• _Description of the task_
Report only how many lines below include "columns".

• _Entries supplied_
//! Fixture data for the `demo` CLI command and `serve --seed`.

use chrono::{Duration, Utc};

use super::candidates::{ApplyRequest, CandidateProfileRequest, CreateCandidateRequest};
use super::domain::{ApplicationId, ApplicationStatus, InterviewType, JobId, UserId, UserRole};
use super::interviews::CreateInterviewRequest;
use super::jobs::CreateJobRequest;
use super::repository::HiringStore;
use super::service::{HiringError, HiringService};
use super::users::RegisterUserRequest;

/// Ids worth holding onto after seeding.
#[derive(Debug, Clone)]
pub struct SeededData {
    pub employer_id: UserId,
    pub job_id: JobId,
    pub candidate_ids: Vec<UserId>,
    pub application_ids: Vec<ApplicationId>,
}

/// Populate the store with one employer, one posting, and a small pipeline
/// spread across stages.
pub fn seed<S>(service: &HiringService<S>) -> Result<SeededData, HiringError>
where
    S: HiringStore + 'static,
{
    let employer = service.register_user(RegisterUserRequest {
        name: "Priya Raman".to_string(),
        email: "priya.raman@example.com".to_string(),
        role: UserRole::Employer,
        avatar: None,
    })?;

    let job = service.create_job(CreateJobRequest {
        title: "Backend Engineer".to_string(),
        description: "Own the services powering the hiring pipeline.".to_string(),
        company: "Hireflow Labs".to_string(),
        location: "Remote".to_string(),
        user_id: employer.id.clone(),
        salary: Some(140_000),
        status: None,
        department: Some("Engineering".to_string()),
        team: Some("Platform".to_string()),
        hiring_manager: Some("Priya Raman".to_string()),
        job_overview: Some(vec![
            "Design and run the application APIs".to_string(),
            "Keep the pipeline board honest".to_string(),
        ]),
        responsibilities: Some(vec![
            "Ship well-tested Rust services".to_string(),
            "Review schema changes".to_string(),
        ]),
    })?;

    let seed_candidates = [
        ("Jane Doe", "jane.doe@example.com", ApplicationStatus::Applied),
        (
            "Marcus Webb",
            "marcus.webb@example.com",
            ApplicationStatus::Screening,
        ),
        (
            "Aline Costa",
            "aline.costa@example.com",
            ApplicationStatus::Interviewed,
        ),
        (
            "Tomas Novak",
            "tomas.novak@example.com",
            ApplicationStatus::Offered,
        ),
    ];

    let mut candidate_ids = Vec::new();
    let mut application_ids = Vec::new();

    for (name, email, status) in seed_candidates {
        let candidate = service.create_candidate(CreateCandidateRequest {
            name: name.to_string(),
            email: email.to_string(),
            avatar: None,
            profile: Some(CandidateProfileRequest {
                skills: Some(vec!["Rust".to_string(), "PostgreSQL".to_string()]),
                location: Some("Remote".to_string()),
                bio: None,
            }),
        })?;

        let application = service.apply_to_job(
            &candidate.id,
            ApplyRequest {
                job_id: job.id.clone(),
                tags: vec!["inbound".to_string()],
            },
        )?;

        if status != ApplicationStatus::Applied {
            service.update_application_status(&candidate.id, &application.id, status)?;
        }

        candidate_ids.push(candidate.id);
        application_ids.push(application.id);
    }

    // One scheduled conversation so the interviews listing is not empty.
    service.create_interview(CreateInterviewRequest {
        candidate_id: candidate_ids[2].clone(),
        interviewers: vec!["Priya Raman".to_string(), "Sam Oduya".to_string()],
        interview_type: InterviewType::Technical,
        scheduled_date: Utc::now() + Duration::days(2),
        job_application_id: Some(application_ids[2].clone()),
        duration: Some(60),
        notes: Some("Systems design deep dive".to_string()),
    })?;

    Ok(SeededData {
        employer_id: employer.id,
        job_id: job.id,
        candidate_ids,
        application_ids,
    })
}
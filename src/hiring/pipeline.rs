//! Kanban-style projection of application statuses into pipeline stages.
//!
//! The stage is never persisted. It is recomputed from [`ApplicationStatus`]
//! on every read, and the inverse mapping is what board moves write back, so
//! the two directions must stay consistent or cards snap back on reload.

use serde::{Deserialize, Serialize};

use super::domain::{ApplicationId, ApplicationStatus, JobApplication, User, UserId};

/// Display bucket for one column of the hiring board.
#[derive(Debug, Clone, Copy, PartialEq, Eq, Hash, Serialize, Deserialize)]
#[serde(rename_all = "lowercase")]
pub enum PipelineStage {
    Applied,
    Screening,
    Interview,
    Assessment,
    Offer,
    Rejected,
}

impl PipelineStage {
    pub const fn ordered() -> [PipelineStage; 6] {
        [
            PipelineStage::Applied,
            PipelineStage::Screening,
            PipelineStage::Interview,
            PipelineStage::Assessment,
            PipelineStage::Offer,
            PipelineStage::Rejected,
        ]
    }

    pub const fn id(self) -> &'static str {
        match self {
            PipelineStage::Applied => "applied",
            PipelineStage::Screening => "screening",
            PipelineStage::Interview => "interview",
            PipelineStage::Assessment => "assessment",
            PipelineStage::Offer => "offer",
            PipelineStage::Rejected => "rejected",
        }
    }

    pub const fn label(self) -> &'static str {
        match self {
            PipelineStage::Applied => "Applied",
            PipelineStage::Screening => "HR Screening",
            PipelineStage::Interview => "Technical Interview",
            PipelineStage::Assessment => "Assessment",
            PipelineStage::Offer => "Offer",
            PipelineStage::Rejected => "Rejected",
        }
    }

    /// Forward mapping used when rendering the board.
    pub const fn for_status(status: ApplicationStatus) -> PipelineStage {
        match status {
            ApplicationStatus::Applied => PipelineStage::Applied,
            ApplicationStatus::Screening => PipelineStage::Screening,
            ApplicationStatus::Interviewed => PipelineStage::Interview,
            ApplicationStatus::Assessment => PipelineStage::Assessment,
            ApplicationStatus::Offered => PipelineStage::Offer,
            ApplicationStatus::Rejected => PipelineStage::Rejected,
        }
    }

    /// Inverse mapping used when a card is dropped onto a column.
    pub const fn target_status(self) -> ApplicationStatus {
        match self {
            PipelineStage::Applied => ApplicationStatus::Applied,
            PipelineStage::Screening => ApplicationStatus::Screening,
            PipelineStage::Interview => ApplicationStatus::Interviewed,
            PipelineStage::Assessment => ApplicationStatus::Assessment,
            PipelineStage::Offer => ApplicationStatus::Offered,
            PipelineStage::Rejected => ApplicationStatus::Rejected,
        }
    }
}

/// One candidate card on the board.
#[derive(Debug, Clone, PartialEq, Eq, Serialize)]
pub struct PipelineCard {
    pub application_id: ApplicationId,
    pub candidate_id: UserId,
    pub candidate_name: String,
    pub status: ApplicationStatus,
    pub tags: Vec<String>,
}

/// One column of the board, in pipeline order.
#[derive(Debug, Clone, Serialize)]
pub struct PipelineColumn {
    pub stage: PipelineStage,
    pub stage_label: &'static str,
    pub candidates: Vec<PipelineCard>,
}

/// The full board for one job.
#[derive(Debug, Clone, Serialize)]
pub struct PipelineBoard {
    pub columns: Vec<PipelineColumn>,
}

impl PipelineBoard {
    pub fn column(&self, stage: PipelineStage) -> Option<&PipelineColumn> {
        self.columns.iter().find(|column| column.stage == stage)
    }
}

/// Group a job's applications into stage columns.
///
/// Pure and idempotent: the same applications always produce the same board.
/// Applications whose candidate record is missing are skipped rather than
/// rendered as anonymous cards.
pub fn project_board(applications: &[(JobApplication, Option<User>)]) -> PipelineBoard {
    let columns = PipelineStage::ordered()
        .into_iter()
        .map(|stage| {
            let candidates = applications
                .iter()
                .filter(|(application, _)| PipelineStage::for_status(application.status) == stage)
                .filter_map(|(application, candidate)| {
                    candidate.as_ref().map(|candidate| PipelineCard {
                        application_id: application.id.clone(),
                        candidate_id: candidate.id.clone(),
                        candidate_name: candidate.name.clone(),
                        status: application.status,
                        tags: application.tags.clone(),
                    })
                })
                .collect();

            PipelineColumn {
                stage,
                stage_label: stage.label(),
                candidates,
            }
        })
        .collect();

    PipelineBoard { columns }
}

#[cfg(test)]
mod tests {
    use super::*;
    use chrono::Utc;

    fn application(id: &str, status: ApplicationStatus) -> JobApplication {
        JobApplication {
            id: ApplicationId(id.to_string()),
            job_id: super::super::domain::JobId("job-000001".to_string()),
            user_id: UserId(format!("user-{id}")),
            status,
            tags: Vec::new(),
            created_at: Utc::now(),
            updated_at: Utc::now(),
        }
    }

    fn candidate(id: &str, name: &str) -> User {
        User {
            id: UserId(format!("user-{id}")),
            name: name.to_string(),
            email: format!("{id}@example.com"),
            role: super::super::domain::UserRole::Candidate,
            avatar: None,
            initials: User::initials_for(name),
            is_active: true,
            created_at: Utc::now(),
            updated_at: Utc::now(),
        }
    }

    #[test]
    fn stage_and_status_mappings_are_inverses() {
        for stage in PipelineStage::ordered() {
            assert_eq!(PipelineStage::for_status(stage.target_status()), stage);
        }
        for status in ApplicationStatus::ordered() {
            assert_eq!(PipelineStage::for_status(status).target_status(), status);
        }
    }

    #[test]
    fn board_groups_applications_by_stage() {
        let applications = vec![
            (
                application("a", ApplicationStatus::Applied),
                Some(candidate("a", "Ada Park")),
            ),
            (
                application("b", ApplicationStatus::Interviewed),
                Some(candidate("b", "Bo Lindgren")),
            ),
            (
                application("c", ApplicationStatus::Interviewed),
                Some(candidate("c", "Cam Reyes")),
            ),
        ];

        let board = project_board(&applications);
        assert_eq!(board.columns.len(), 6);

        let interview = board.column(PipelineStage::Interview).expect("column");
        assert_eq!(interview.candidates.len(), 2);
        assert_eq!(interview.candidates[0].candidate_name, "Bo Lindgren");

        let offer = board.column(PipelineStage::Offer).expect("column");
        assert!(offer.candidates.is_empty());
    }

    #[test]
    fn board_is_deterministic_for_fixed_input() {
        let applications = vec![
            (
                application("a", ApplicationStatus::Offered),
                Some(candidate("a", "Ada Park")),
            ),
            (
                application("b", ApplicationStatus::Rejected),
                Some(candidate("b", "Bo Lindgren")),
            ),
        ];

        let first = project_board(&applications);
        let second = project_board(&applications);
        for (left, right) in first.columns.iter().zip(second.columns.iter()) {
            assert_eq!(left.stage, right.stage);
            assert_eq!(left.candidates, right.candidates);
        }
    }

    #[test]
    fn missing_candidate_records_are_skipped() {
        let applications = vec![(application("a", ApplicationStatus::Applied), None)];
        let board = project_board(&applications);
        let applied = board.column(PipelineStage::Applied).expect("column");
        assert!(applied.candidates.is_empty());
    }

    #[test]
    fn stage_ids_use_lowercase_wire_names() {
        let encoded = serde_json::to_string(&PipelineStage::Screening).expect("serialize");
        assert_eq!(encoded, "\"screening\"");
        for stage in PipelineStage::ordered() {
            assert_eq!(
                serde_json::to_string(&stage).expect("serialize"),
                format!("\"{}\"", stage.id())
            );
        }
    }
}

• _Result for this task_
7